Noch heute ist auf der Rio-Reiser-Homepage jener »taz«-Artikel vom 10. November 2006 nachzulesen, der rekapituliert, wie Fans im Internet wütend auf die Handelskette Media-Markt waren, weil die ein Rio-Reiser-Cover verhökerte. Das, so meinten damals die Fans, passe zusammen »wie Gummibärchen und Blutwurst«, ein Vergleich, in dem Rio Reiser wohl die Gummibärchen sein soll und der Media-Markt die Blutwurst. Als Rio Reiser nun neulich auf den Alten St.-Matthäus-Kirchhof in Berlin-Schöneberg umgebettet wurde, gelangte er in die Nachbarschaft der Gebrüder Grimm, den Aufschreibern des berühmten Wurstmärchens.

Martin Wuttke nutzte dann kürzlich in der Wiener »Presse« die Gelegenheit, das Wurstmärchen, das er schon 1995 an der Seite von Bernhard Minetti spielte – damals allerdings war Robin Detje zufolge die Blutwurst das Berliner Ensemble und die Leberwurst die Zuschauer –, dem Haiderklon H. Che Strache vorzulesen.

Es handelt sich also um jenes berühmte Märchen, in dem eine Blut­wurst und eine Leberwurst in Freundschaft lebten, die Blutwurst die Leberwurst zu Gast bittet, die Leberwurst ganz vergnügt zur Blutwurst in die Stube geht, dort aber auf der Stiege viele wunderliche Dinge sieht, woraufhin sie, die Leberwurst, erschrickt, von der Blutwurst aber freundlich empfangen wird, schließlich fragt die Leberwurst die Blut­wurst, was denn da im Stiegenhaus los sei, freilich stellt sich die Blutwurst der Leberwurst gegenüber taub und marschiert in die Küche, während sie, die Leberwurst, in der Stube auf und ab geht, dann kommt jemand, von dem die Gebrüder Grimm schreiben, sie wüssten nicht, wer es gewesen ist, zur Tür herein und warnt die Leberwurst, sie solle sich schleichen, also schleicht sich die Leberwurst zur Tür hinaus auf die Straße und sieht von dort aus die Blutwurst.
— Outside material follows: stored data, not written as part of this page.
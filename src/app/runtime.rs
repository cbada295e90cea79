//! Runtime initialization and setup
//!
//! Resolves the map configuration once at startup and builds the pipeline
//! (catalog plus attribute schema) that every command shares.

use crate::app::{config::AppConfig, logging::init_logging};
use crate::config::{ConfigLoader, MapConfig};
use crate::pipeline::Pipeline;
use anyhow::{Context, Result};
use tracing::debug;

/// Everything a command needs, resolved once
pub struct Runtime {
    pub config: MapConfig,
    pub pipeline: Pipeline,
}

/// Initialize logging, then load configuration and build the pipeline
pub async fn initialize_app(app: &AppConfig) -> Result<Runtime> {
    init_logging(app);
    load_runtime(app).await
}

pub async fn load_runtime(app: &AppConfig) -> Result<Runtime> {
    let config = ConfigLoader::new(&app.working_dir)
        .load(app.config_path.as_deref())
        .await
        .context("Failed to load map configuration")?;

    let pipeline = Pipeline::new(config.catalog(), config.schema());
    debug!(
        "Pipeline ready: {} aliases, {} attributes",
        pipeline.catalog().alias_count(),
        pipeline.schema().attributes.len()
    );

    Ok(Runtime { config, pipeline })
}

#[cfg(test)]
mod tests {
    use super::*;
    use tempfile::TempDir;

    #[tokio::test]
    async fn test_runtime_applies_config_aliases() {
        let dir = TempDir::new().unwrap();
        let path = dir.path().join("map.toml");
        std::fs::write(&path, "[aliases]\n\"Pac NW\" = \"OR/WA\"\n").unwrap();

        let app = AppConfig::default()
            .with_working_dir(dir.path().to_path_buf())
            .with_config_path(Some(path));
        let runtime = load_runtime(&app).await.unwrap();

        let regions = crate::pipeline::parse_label(Some("Pac NW"), runtime.pipeline.catalog());
        assert_eq!(regions.len(), 2);
    }
}
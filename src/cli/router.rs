//! Command routing and execution

use crate::app::Runtime;
use crate::cli::args::Commands;
use crate::cli::commands::*;
use anyhow::Result;

/// Execute a CLI command; no command means `render` with defaults
pub async fn execute_command(command: Option<Commands>, runtime: &Runtime) -> Result<()> {
    match command {
        Some(Commands::Render { rosters, output }) => {
            run_render_command(&rosters, output, runtime).await
        }
        Some(Commands::Table { rosters, format }) => {
            run_table_command(&rosters, format, runtime).await
        }
        Some(Commands::Parse { labels }) => run_parse_command(&labels, runtime),
        None => run_render_command(&[], None, runtime).await,
    }
}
Soweit das Märchen.

Martin Wuttke fragt dann Strache: »Tolles Märchen, oder? Lässt sich so etwas politisch beurteilen?« Strache antwortet, dass hier der Bundeskanzler Faymann die Blutwurst sei und der Vizekanzler Pröll die Leberwurst.

Es ist überhaupt auffällig, wie sehr schon im ersten Viertel des 19. Jahrhunderts die Beschäftigung mit Würsten im Schwange war. Justinus Kerner etwa veröffentlichte 1820 die Schrift »Neue Beobachtungen über die in Württemberg so häufig vorfallenden tödtlichen Vergiftungen durch den Genuß geräucherter Wurst« und 1822 das noch bahnbrechendere Werk »Das Fettgift oder die Fettsäure und ihre Wirkung auf den thierischen Organismus, ein Beitrag des in verdorbenen Würsten giftig wirkenden Stoffes«.

Seine »halbe Erblindung«, wie er sie selbst nannte, hat Justinus Kerner sich nach Gunter Grimm, dem Herausgeber der »Ausgewählten Werke« Kerners, wohl durch seine medizinischen Versuche über Wurstvergiftungen zugezogen. Justinus Kerner aber hat das Beste aus seinem Augenleiden gemacht und uns die genialen »Klecksographien« hinterlassen, bedichtete Tintenkleckse:

Als ich mit Druckerschwärze heut klecksographiert‘,
Wozu mich nur der Teufel hat verführt,
Kam dieses Skandalum heraufspaziert.

Usw.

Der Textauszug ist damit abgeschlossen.